CAMPBELL BROWN: Now, it is officially nonpartisan. But this group works hard to register low-income voters who tend to vote for Democrats. ACORN's under fire over allegedly phony voter registration in several states, and Drew Griffin of CNN's Special Investigations Unit is digging into this for us. You'll be pretty surprised by what he found.

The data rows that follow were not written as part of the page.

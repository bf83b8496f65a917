//! The app: every stack of one deployment plus the context it was
//! composed with.

use splitstack_common::config::AppConfig;
use splitstack_common::error::{Result, StackError};

use crate::assembly::{CloudAssembly, SynthesizedStack};
use crate::graph::DependencyGraph;
use crate::stack::Stack;
use crate::validator;

/// Maximum stack name length accepted by CloudFormation.
const MAX_STACK_NAME_LEN: usize = 128;

/// A set of stacks deployed together.
#[derive(Debug, Clone)]
pub struct App {
    config: AppConfig,
    stacks: Vec<Stack>,
}

impl App {
    /// Creates an app with no stacks.
    #[must_use]
    pub const fn new(config: AppConfig) -> Self {
        Self {
            config,
            stacks: Vec::new(),
        }
    }

    /// Configuration the app was created with.
    #[must_use]
    pub const fn config(&self) -> &AppConfig {
        &self.config
    }

    /// Reads a context value.
    #[must_use]
    pub fn context(&self, key: &str) -> Option<&str> {
        self.config.context(key)
    }

    /// Whether the app is composed for production.
    #[must_use]
    pub fn is_production(&self) -> bool {
        self.config.is_production()
    }

    /// Adds a stack.
    ///
    /// # Errors
    ///
    /// Returns `StackError::DuplicateId` if the name is taken, or
    /// `StackError::Config` if it is not a valid stack name.
    pub fn add_stack(&mut self, stack: Stack) -> Result<()> {
        check_stack_name(&stack.name)?;
        if self.stack(&stack.name).is_some() {
            return Err(StackError::DuplicateId {
                scope: "stack",
                id: stack.name,
            });
        }
        tracing::info!(
            stack = %stack.name,
            resources = stack.template.resources.len(),
            "added stack"
        );
        self.stacks.push(stack);
        Ok(())
    }

    /// Looks up a stack by name.
    #[must_use]
    pub fn stack(&self, name: &str) -> Option<&Stack> {
        self.stacks.iter().find(|s| s.name == name)
    }

    /// Stacks in the order they were added.
    #[must_use]
    pub fn stacks(&self) -> &[Stack] {
        &self.stacks
    }

    /// Stack names with every dependency before its dependents.
    ///
    /// # Errors
    ///
    /// Returns `StackError::NotFound` for dependencies on unknown stacks and
    /// `StackError::Config` on cycles.
    pub fn deployment_order(&self) -> Result<Vec<String>> {
        let mut graph = DependencyGraph::new();
        for stack in &self.stacks {
            let _ = graph.add_stack(&stack.name);
        }
        for stack in &self.stacks {
            for dependency in &stack.dependencies {
                graph.add_dependency(&stack.name, dependency)?;
            }
        }
        graph.resolve_order()
    }

    /// Validates every stack and renders the assembly in deployment order.
    ///
    /// # Errors
    ///
    /// Returns the first validation failure or ordering error.
    pub fn synth(&self) -> Result<CloudAssembly> {
        validator::validate(&self.stacks)?;
        let order = self.deployment_order()?;
        let stacks = order
            .iter()
            .filter_map(|name| self.stack(name))
            .map(|stack| SynthesizedStack {
                name: stack.name.clone(),
                template: stack.template.clone(),
                dependencies: stack.dependencies.iter().cloned().collect(),
                assets: stack.assets.clone(),
            })
            .collect();
        tracing::info!(order = ?order, "synthesized app");
        Ok(CloudAssembly::new(stacks, self.config.environment.clone()))
    }
}

fn check_stack_name(name: &str) -> Result<()> {
    let valid = name.len() <= MAX_STACK_NAME_LEN
        && name.starts_with(|c: char| c.is_ascii_alphabetic())
        && name.chars().all(|c| c.is_ascii_alphanumeric() || c == '-');
    if valid {
        Ok(())
    } else {
        Err(StackError::Config {
            message: format!(
                "invalid stack name {name:?}: must start with a letter and contain only letters, digits and hyphens"
            ),
        })
    }
}
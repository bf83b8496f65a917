//! Unified error types for the splitstack workspace.
//!
//! Library crates return [`StackError`]; only the CLI binary converts it
//! into `anyhow::Error` at the edge.

use std::path::PathBuf;

use thiserror::Error;

/// Top-level error type shared across the workspace.
#[derive(Debug, Error)]
pub enum StackError {
    /// An I/O operation failed.
    #[error("I/O error at {path}: {source}")]
    Io {
        /// Path where the I/O error occurred.
        path: PathBuf,
        /// Underlying I/O error.
        source: std::io::Error,
    },

    /// A configuration value is invalid.
    #[error("invalid configuration: {message}")]
    Config {
        /// Description of the invalid configuration.
        message: String,
    },

    /// A required resource was not found.
    #[error("{kind} not found: {id}")]
    NotFound {
        /// Type of the missing resource.
        kind: &'static str,
        /// Identifier of the missing resource.
        id: String,
    },

    /// An identifier was declared twice within the same scope.
    #[error("duplicate {scope} identifier: {id}")]
    DuplicateId {
        /// Scope in which the collision happened (stack, export, template).
        scope: &'static str,
        /// The colliding identifier.
        id: String,
    },

    /// A template value points at something that is not declared.
    #[error("unresolved reference in stack {stack}: {from} -> {target}")]
    UnresolvedReference {
        /// Stack containing the dangling reference.
        stack: String,
        /// Logical ID (or output) holding the reference.
        from: String,
        /// Target that could not be resolved.
        target: String,
    },

    /// JSON serialization or deserialization failed.
    #[error("serialization error: {source}")]
    Serialization {
        /// Underlying serialization error.
        #[from]
        source: serde_json::Error,
    },

    /// YAML rendering failed.
    #[error("yaml error: {source}")]
    Yaml {
        /// Underlying YAML error.
        #[from]
        source: serde_yaml::Error,
    },
}

/// Convenience alias used throughout the workspace.
pub type Result<T> = std::result::Result<T, StackError>;

#[cfg(test)]
mod tests {
    use super::*;

    #[test]
    fn unresolved_reference_message_names_both_ends() {
        let err = StackError::UnresolvedReference {
            stack: "EcsStack".into(),
            from: "Service".into(),
            target: "Missing".into(),
        };
        let msg = err.to_string();
        assert!(msg.contains("EcsStack"), "got: {msg}");
        assert!(msg.contains("Service -> Missing"), "got: {msg}");
    }

    #[test]
    fn json_errors_convert() {
        let source = serde_json::from_str::<u8>("not json").unwrap_err();
        let err: StackError = source.into();
        assert!(err.to_string().starts_with("serialization error"));
    }
}
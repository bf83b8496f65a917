//! CloudFormation template model.
//!
//! A [`Template`] is the static resource description of one stack. All maps
//! are ordered so that rendering is deterministic across runs.

use std::collections::{BTreeMap, BTreeSet};

use serde::Serialize;
use splitstack_common::constants::TEMPLATE_FORMAT_VERSION;
use splitstack_common::error::{Result, StackError};
use splitstack_common::types::LogicalId;

use crate::value::Value;

/// What the engine does with a resource when it leaves the template.
#[derive(Debug, Clone, Copy, PartialEq, Eq, Serialize)]
pub enum DeletionPolicy {
    /// Delete the physical resource.
    Delete,
    /// Take a final snapshot, then delete.
    Snapshot,
}

/// A single declared resource.
#[derive(Debug, Clone, PartialEq, Serialize)]
pub struct Resource {
    /// CloudFormation resource type, e.g. `AWS::EC2::VPC`.
    #[serde(rename = "Type")]
    pub resource_type: String,
    /// Resource properties.
    #[serde(rename = "Properties", skip_serializing_if = "BTreeMap::is_empty")]
    pub properties: BTreeMap<String, Value>,
    /// Explicit ordering dependencies inside the template.
    #[serde(rename = "DependsOn", skip_serializing_if = "Vec::is_empty")]
    pub depends_on: Vec<LogicalId>,
    /// Deletion behavior on teardown.
    #[serde(rename = "DeletionPolicy", skip_serializing_if = "Option::is_none")]
    pub deletion_policy: Option<DeletionPolicy>,
    /// Replacement behavior on update; mirrors the deletion policy.
    #[serde(rename = "UpdateReplacePolicy", skip_serializing_if = "Option::is_none")]
    pub update_replace_policy: Option<DeletionPolicy>,
}

impl Resource {
    /// Creates a resource of the given type with no properties.
    #[must_use]
    pub fn new(resource_type: impl Into<String>) -> Self {
        Self {
            resource_type: resource_type.into(),
            properties: BTreeMap::new(),
            depends_on: Vec::new(),
            deletion_policy: None,
            update_replace_policy: None,
        }
    }

    /// Sets a property.
    #[must_use]
    pub fn with(mut self, key: impl Into<String>, value: impl Into<Value>) -> Self {
        let _ = self.properties.insert(key.into(), value.into());
        self
    }

    /// Sets a property only when a value is present.
    #[must_use]
    pub fn with_opt(self, key: impl Into<String>, value: Option<impl Into<Value>>) -> Self {
        match value {
            Some(v) => self.with(key, v),
            None => self,
        }
    }

    /// Adds an explicit `DependsOn` edge.
    #[must_use]
    pub fn depends_on(mut self, id: &LogicalId) -> Self {
        if !self.depends_on.contains(id) {
            self.depends_on.push(id.clone());
        }
        self
    }

    /// Sets both the deletion and the update-replace policy.
    #[must_use]
    pub const fn with_deletion_policy(mut self, policy: DeletionPolicy) -> Self {
        self.deletion_policy = Some(policy);
        self.update_replace_policy = Some(policy);
        self
    }

    /// Looks up a property.
    #[must_use]
    pub fn property(&self, key: &str) -> Option<&Value> {
        self.properties.get(key)
    }

    /// Returns every logical ID this resource depends on, implicitly
    /// (through values) or explicitly (through `DependsOn`).
    #[must_use]
    pub fn references(&self) -> BTreeSet<String> {
        let mut refs: BTreeSet<String> = self
            .properties
            .values()
            .flat_map(Value::references)
            .collect();
        refs.extend(self.depends_on.iter().map(ToString::to_string));
        refs
    }
}

/// A template input parameter.
#[derive(Debug, Clone, PartialEq, Serialize)]
pub struct Parameter {
    /// Parameter type, e.g. `String` or `AWS::SSM::Parameter::Value<String>`.
    #[serde(rename = "Type")]
    pub parameter_type: String,
    /// Default value.
    #[serde(rename = "Default", skip_serializing_if = "Option::is_none")]
    pub default: Option<String>,
    /// Human-readable description.
    #[serde(rename = "Description", skip_serializing_if = "Option::is_none")]
    pub description: Option<String>,
}

/// A stack output, optionally exported for other stacks.
#[derive(Debug, Clone, PartialEq, Serialize)]
pub struct Output {
    /// Output value.
    #[serde(rename = "Value")]
    pub value: Value,
    /// Human-readable description.
    #[serde(rename = "Description", skip_serializing_if = "Option::is_none")]
    pub description: Option<String>,
    /// Export name, when other stacks may import this value.
    #[serde(rename = "Export", skip_serializing_if = "Option::is_none")]
    pub export: Option<Export>,
}

impl Output {
    /// Creates a plain (non-exported) output.
    #[must_use]
    pub const fn new(value: Value) -> Self {
        Self {
            value,
            description: None,
            export: None,
        }
    }
}

/// Export declaration of an output.
#[derive(Debug, Clone, PartialEq, Eq, Serialize)]
pub struct Export {
    /// Region-unique export name.
    #[serde(rename = "Name")]
    pub name: String,
}

/// A complete CloudFormation template.
#[derive(Debug, Clone, PartialEq, Serialize)]
pub struct Template {
    /// Template format version.
    #[serde(rename = "AWSTemplateFormatVersion")]
    pub format_version: String,
    /// Template description.
    #[serde(rename = "Description", skip_serializing_if = "Option::is_none")]
    pub description: Option<String>,
    /// Input parameters.
    #[serde(rename = "Parameters", skip_serializing_if = "BTreeMap::is_empty")]
    pub parameters: BTreeMap<LogicalId, Parameter>,
    /// Declared resources.
    #[serde(rename = "Resources")]
    pub resources: BTreeMap<LogicalId, Resource>,
    /// Outputs.
    #[serde(rename = "Outputs", skip_serializing_if = "BTreeMap::is_empty")]
    pub outputs: BTreeMap<LogicalId, Output>,
}

impl Default for Template {
    fn default() -> Self {
        Self {
            format_version: TEMPLATE_FORMAT_VERSION.to_string(),
            description: None,
            parameters: BTreeMap::new(),
            resources: BTreeMap::new(),
            outputs: BTreeMap::new(),
        }
    }
}

impl Template {
    /// Declares a resource.
    ///
    /// # Errors
    ///
    /// Returns `StackError::DuplicateId` if the logical ID is already used
    /// by a resource or parameter.
    pub fn add_resource(&mut self, id: LogicalId, resource: Resource) -> Result<()> {
        if self.resources.contains_key(&id) || self.parameters.contains_key(&id) {
            return Err(StackError::DuplicateId {
                scope: "template",
                id: id.to_string(),
            });
        }
        tracing::debug!(id = %id, resource_type = %resource.resource_type, "declared resource");
        let _ = self.resources.insert(id, resource);
        Ok(())
    }

    /// Declares a parameter. Re-declaring an identical parameter is a no-op.
    ///
    /// # Errors
    ///
    /// Returns `StackError::DuplicateId` if the ID clashes with a resource or
    /// a different parameter.
    pub fn add_parameter(&mut self, id: LogicalId, parameter: Parameter) -> Result<()> {
        if let Some(existing) = self.parameters.get(&id) {
            if *existing == parameter {
                return Ok(());
            }
        }
        if self.resources.contains_key(&id) || self.parameters.contains_key(&id) {
            return Err(StackError::DuplicateId {
                scope: "template",
                id: id.to_string(),
            });
        }
        let _ = self.parameters.insert(id, parameter);
        Ok(())
    }

    /// Declares an output.
    ///
    /// # Errors
    ///
    /// Returns `StackError::DuplicateId` if the output ID is already used.
    pub fn add_output(&mut self, id: LogicalId, output: Output) -> Result<()> {
        if self.outputs.contains_key(&id) {
            return Err(StackError::DuplicateId {
                scope: "output",
                id: id.to_string(),
            });
        }
        let _ = self.outputs.insert(id, output);
        Ok(())
    }

    /// Looks up a resource by logical ID.
    #[must_use]
    pub fn resource(&self, id: &str) -> Option<&Resource> {
        self.resources.get(id)
    }

    /// Looks up a parameter by logical ID.
    #[must_use]
    pub fn parameter(&self, id: &str) -> Option<&Parameter> {
        self.parameters.get(id)
    }

    /// Looks up an output by logical ID.
    #[must_use]
    pub fn output(&self, id: &str) -> Option<&Output> {
        self.outputs.get(id)
    }

    /// Returns every resource of the given type, with its logical ID.
    pub fn resources_of_type<'a>(
        &'a self,
        resource_type: &'a str,
    ) -> impl Iterator<Item = (&'a LogicalId, &'a Resource)> + 'a {
        self.resources
            .iter()
            .filter(move |(_, r)| r.resource_type == resource_type)
    }

    /// Every export name this template declares.
    #[must_use]
    pub fn export_names(&self) -> Vec<&str> {
        self.outputs
            .values()
            .filter_map(|o| o.export.as_ref().map(|e| e.name.as_str()))
            .collect()
    }

    /// Every export name this template imports.
    #[must_use]
    pub fn imported_names(&self) -> BTreeSet<String> {
        let from_resources = self
            .resources
            .values()
            .flat_map(|r| r.properties.values().flat_map(Value::imports));
        let from_outputs = self.outputs.values().flat_map(|o| o.value.imports());
        from_resources.chain(from_outputs).collect()
    }

    /// Renders the template as pretty-printed JSON.
    ///
    /// # Errors
    ///
    /// Returns an error if serialization fails.
    pub fn to_json(&self) -> Result<String> {
        Ok(serde_json::to_string_pretty(self)?)
    }

    /// Renders the template as YAML.
    ///
    /// # Errors
    ///
    /// Returns an error if serialization fails.
    pub fn to_yaml(&self) -> Result<String> {
        Ok(serde_yaml::to_string(self)?)
    }

    /// Renders the template as a JSON tree, for inspection.
    ///
    /// # Errors
    ///
    /// Returns an error if serialization fails.
    pub fn to_value(&self) -> Result<serde_json::Value> {
        Ok(serde_json::to_value(self)?)
    }
}
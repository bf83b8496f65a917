//! # splitstack-stacks
//!
//! The three composition units of the deployment, applied in order:
//!
//! - [`network`]: three-tier VPC, NAT strategy chosen by the `env` context.
//! - [`registry`]: the application image and its parameter-store entry.
//! - [`compute`]: database, load balancer, container service, API gateway.
//!
//! # Example
//!
//! ```rust,no_run
//! use splitstack_common::config::AppConfig;
//!
//! let config = AppConfig::default().with_context("env", "prod");
//! let app = splitstack_stacks::compose(config)?;
//! let assembly = app.synth()?;
//! assert_eq!(assembly.stacks().len(), 3);
//! # Ok::<(), splitstack_common::error::StackError>(())
//! ```

pub mod compute;
pub mod network;
pub mod registry;

use splitstack_cfn::app::App;
use splitstack_common::config::AppConfig;
use splitstack_common::error::Result;

/// Builds the network, registry and compute stacks into one app.
///
/// # Errors
///
/// Returns an error if any unit fails to build, e.g. when the image build
/// directory is missing.
pub fn compose(config: AppConfig) -> Result<App> {
    let asset_dir = config.asset_dir.clone();
    let mut app = App::new(config);
    let network = network::build(&mut app)?;
    let registry = registry::build(&mut app, &asset_dir)?;
    let compute = compute::build(&mut app, &network, &registry)?;
    tracing::info!(
        stacks = app.stacks().len(),
        service = %compute.service,
        "composed app"
    );
    Ok(app)
}
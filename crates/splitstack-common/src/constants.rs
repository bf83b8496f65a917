//! System-wide constants: context keys, well-known parameter paths, ports,
//! and the fixed shape of the deployed service.

/// Context key selecting the deployment environment.
pub const ENV_CONTEXT_KEY: &str = "env";

/// Context value that marks a production deployment.
pub const PRODUCTION_ENV: &str = "prod";

/// Parameter-store key under which the registry unit publishes the image URI.
pub const IMAGE_URI_PARAMETER: &str = "/ecr/repo-url";

/// Port the application container listens on.
pub const CONTAINER_PORT: u16 = 3000;

/// Port the load balancer listens on.
pub const LISTENER_PORT: u16 = 80;

/// Port the MySQL database listens on.
pub const DATABASE_PORT: u16 = 3306;

/// Task CPU units (0.25 vCPU).
pub const TASK_CPU_UNITS: u32 = 256;

/// Task memory in MiB.
pub const TASK_MEMORY_MIB: u32 = 512;

/// Name of the single container in the task definition.
pub const CONTAINER_NAME: &str = "web";

/// Fixed database master username.
pub const DATABASE_USERNAME: &str = "admin";

/// Characters the generated database password must never contain.
pub const SECRET_EXCLUDED_CHARACTERS: &str = "/@\"'\\";

/// Default CIDR block for the virtual network.
pub const DEFAULT_VPC_CIDR: &str = "10.0.0.0/16";

/// Maximum number of availability zones the network spreads across.
pub const MAX_AZS: u8 = 3;

/// CIDR mask applied to every subnet tier.
pub const SUBNET_CIDR_MASK: u8 = 24;

/// Instance type of the single NAT instance used outside production.
pub const NAT_INSTANCE_TYPE: &str = "t3.micro";

/// Bootstrap qualifier used in asset repository names.
pub const BOOTSTRAP_QUALIFIER: &str = "hnb659fds";

/// CloudFormation template format version.
pub const TEMPLATE_FORMAT_VERSION: &str = "2010-09-09";

/// Cloud assembly schema version written to `manifest.json`.
pub const ASSEMBLY_VERSION: &str = "36.0.0";

/// Default output directory for synthesized templates.
pub const DEFAULT_OUTPUT_DIR: &str = "cdk.out";

/// Default location of the image build directory.
pub const DEFAULT_ASSET_DIR: &str = "appcode";

/// Default configuration file consulted by the CLI.
pub const DEFAULT_CONFIG_FILE: &str = "splitstack.json";

/// Stack name of the network composition unit.
pub const NETWORK_STACK: &str = "VpcStack";

/// Stack name of the registry composition unit.
pub const REGISTRY_STACK: &str = "EcrStack";

/// Stack name of the compute composition unit.
pub const COMPUTE_STACK: &str = "EcsStack";
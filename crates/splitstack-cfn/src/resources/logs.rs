//! Log groups.

use crate::template::{DeletionPolicy, Resource};

/// `AWS::Logs::LogGroup`
pub const LOG_GROUP_TYPE: &str = "AWS::Logs::LogGroup";

/// A log group that is removed together with its stack.
#[derive(Debug, Clone, Copy, PartialEq, Eq)]
pub struct LogGroup {
    /// Days log events are kept.
    pub retention_days: u32,
}

impl LogGroup {
    /// One-week retention.
    #[must_use]
    pub const fn one_week() -> Self {
        Self { retention_days: 7 }
    }

    /// Renders the log group.
    #[must_use]
    pub fn to_resource(self) -> Resource {
        Resource::new(LOG_GROUP_TYPE)
            .with("RetentionInDays", self.retention_days)
            .with_deletion_policy(DeletionPolicy::Delete)
    }
}

#[cfg(test)]
mod tests {
    use super::*;
    use crate::value::Value;

    #[test]
    fn one_week_group_is_destroyed_on_teardown() {
        let r = LogGroup::one_week().to_resource();
        assert_eq!(r.property("RetentionInDays"), Some(&Value::Number(7)));
        assert_eq!(r.deletion_policy, Some(DeletionPolicy::Delete));
    }
}
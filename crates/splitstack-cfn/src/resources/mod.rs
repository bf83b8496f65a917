//! Typed builders for the resource families the composition units use.
//!
//! Each builder holds only the knobs the stacks set and expands into one or
//! more template resources with fully-formed CloudFormation properties.

pub mod apigateway;
pub mod ec2;
pub mod ecr_assets;
pub mod ecs;
pub mod elbv2;
pub mod iam;
pub mod logs;
pub mod rds;
pub mod secretsmanager;
pub mod ssm;

use splitstack_common::types::LogicalId;

use crate::template::Resource;

/// Resources produced by one builder, in declaration order.
pub type Declared = Vec<(LogicalId, Resource)>;
//! Cloud assembly: the synthesized templates of an app, ordered for
//! deployment, plus the manifest that tells a deployer how to apply them.

use std::fmt;
use std::path::{Path, PathBuf};
use std::str::FromStr;

use serde_json::json;
use splitstack_common::constants::ASSEMBLY_VERSION;
use splitstack_common::error::{Result, StackError};
use splitstack_common::types::Environment;

use crate::resources::ecr_assets::{DockerImageAsset, asset_manifest};
use crate::template::Template;

/// File name of the assembly manifest.
pub const MANIFEST_FILE: &str = "manifest.json";

/// Artifact type of a deployable stack.
const STACK_ARTIFACT_TYPE: &str = "aws:cloudformation:stack";

/// Artifact type of an asset manifest.
const ASSET_ARTIFACT_TYPE: &str = "cdk:asset-manifest";

/// Rendering of template files.
#[derive(Debug, Clone, Copy, Default, PartialEq, Eq)]
pub enum TemplateFormat {
    /// Pretty-printed JSON.
    #[default]
    Json,
    /// YAML.
    Yaml,
}

impl TemplateFormat {
    /// File extension for templates in this format.
    #[must_use]
    pub const fn extension(self) -> &'static str {
        match self {
            Self::Json => "json",
            Self::Yaml => "yaml",
        }
    }

    /// Renders a template.
    ///
    /// # Errors
    ///
    /// Returns an error if serialization fails.
    pub fn render(self, template: &Template) -> Result<String> {
        match self {
            Self::Json => template.to_json(),
            Self::Yaml => template.to_yaml(),
        }
    }
}

impl FromStr for TemplateFormat {
    type Err = StackError;

    fn from_str(s: &str) -> Result<Self> {
        match s.to_ascii_lowercase().as_str() {
            "json" => Ok(Self::Json),
            "yaml" | "yml" => Ok(Self::Yaml),
            other => Err(StackError::Config {
                message: format!("unknown template format: {other} (expected json or yaml)"),
            }),
        }
    }
}

impl fmt::Display for TemplateFormat {
    fn fmt(&self, f: &mut fmt::Formatter<'_>) -> fmt::Result {
        f.write_str(self.extension())
    }
}

/// One stack after synthesis.
#[derive(Debug, Clone)]
pub struct SynthesizedStack {
    /// Stack name.
    pub name: String,
    /// Final template.
    pub template: Template,
    /// Stacks deployed before this one, sorted.
    pub dependencies: Vec<String>,
    /// Images to publish before deploying.
    pub assets: Vec<DockerImageAsset>,
}

impl SynthesizedStack {
    /// Template file name inside the assembly directory.
    #[must_use]
    pub fn template_file(&self, format: TemplateFormat) -> String {
        format!("{}.template.{}", self.name, format.extension())
    }

    /// Asset manifest file name inside the assembly directory.
    #[must_use]
    pub fn assets_file(&self) -> String {
        format!("{}.assets.json", self.name)
    }

    fn assets_artifact(&self) -> String {
        format!("{}.assets", self.name)
    }
}

/// Synthesized stacks in deployment order.
#[derive(Debug, Clone, Default)]
pub struct CloudAssembly {
    stacks: Vec<SynthesizedStack>,
    environment: Environment,
}

impl CloudAssembly {
    /// Creates an assembly from stacks already in deployment order.
    #[must_use]
    pub const fn new(stacks: Vec<SynthesizedStack>, environment: Environment) -> Self {
        Self {
            stacks,
            environment,
        }
    }

    /// Stacks in deployment order.
    #[must_use]
    pub fn stacks(&self) -> &[SynthesizedStack] {
        &self.stacks
    }

    /// Target environment of every stack.
    #[must_use]
    pub const fn environment(&self) -> &Environment {
        &self.environment
    }

    /// Looks up a stack by name.
    #[must_use]
    pub fn stack(&self, name: &str) -> Option<&SynthesizedStack> {
        self.stacks.iter().find(|s| s.name == name)
    }

    /// Looks up a stack's template by name.
    ///
    /// # Errors
    ///
    /// Returns `StackError::NotFound` for unknown stacks.
    pub fn template(&self, name: &str) -> Result<&Template> {
        self.stack(name)
            .map(|s| &s.template)
            .ok_or_else(|| StackError::NotFound {
                kind: "stack",
                id: name.to_string(),
            })
    }

    /// Builds `manifest.json`.
    #[must_use]
    pub fn manifest(&self, format: TemplateFormat) -> serde_json::Value {
        let environment = self.environment.uri();
        let mut artifacts = serde_json::Map::new();
        for stack in &self.stacks {
            let mut dependencies = stack.dependencies.clone();
            if !stack.assets.is_empty() {
                let _ = artifacts.insert(
                    stack.assets_artifact(),
                    json!({
                        "type": ASSET_ARTIFACT_TYPE,
                        "properties": { "file": stack.assets_file() },
                    }),
                );
                dependencies.push(stack.assets_artifact());
            }
            let _ = artifacts.insert(
                stack.name.clone(),
                json!({
                    "type": STACK_ARTIFACT_TYPE,
                    "environment": environment,
                    "properties": { "templateFile": stack.template_file(format) },
                    "dependencies": dependencies,
                    "displayName": stack.name,
                }),
            );
        }
        json!({ "version": ASSEMBLY_VERSION, "artifacts": artifacts })
    }

    /// Writes every template, asset manifest and `manifest.json` into
    /// `dir`, creating it if needed. Returns the written paths.
    ///
    /// # Errors
    ///
    /// Returns an I/O error if a file cannot be written, or a
    /// serialization error if rendering fails.
    pub fn write_to(&self, dir: &Path, format: TemplateFormat) -> Result<Vec<PathBuf>> {
        std::fs::create_dir_all(dir).map_err(|e| StackError::Io {
            path: dir.to_path_buf(),
            source: e,
        })?;

        let mut written = Vec::new();
        for stack in &self.stacks {
            let path = dir.join(stack.template_file(format));
            write_file(&path, &format.render(&stack.template)?)?;
            written.push(path);

            if !stack.assets.is_empty() {
                let path = dir.join(stack.assets_file());
                let body = serde_json::to_string_pretty(&asset_manifest(&stack.assets))?;
                write_file(&path, &body)?;
                written.push(path);
            }
        }

        let path = dir.join(MANIFEST_FILE);
        write_file(&path, &serde_json::to_string_pretty(&self.manifest(format))?)?;
        written.push(path);

        tracing::info!(dir = %dir.display(), files = written.len(), "wrote cloud assembly");
        Ok(written)
    }
}

fn write_file(path: &Path, contents: &str) -> Result<()> {
    std::fs::write(path, contents).map_err(|e| StackError::Io {
        path: path.to_path_buf(),
        source: e,
    })
}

DREW GRIFFIN: There are 5,000 of them.
RUTHANN HOAGLAND: These?
GRIFFIN: These.
HOAGLAND: These.
GRIFFIN: Those?
HOAGLAND: And these.
GRIFFIN: They are new voter registration applications turned into by the community organizing group, ACORN, which has launched a massive voter registration drive, and with 5,000 applications in this one county dumped on just before the October 6 deadline; it looked like to Elections Board Administrator Ruth Ann Hoagland like ACORN was extremely successful, until her workers began finding problems.
GRIFFIN: A lot of them?
HOAGLAND: 50 percent. We had close to 5,000 total from ACORN, and so far we have identified about 2,100.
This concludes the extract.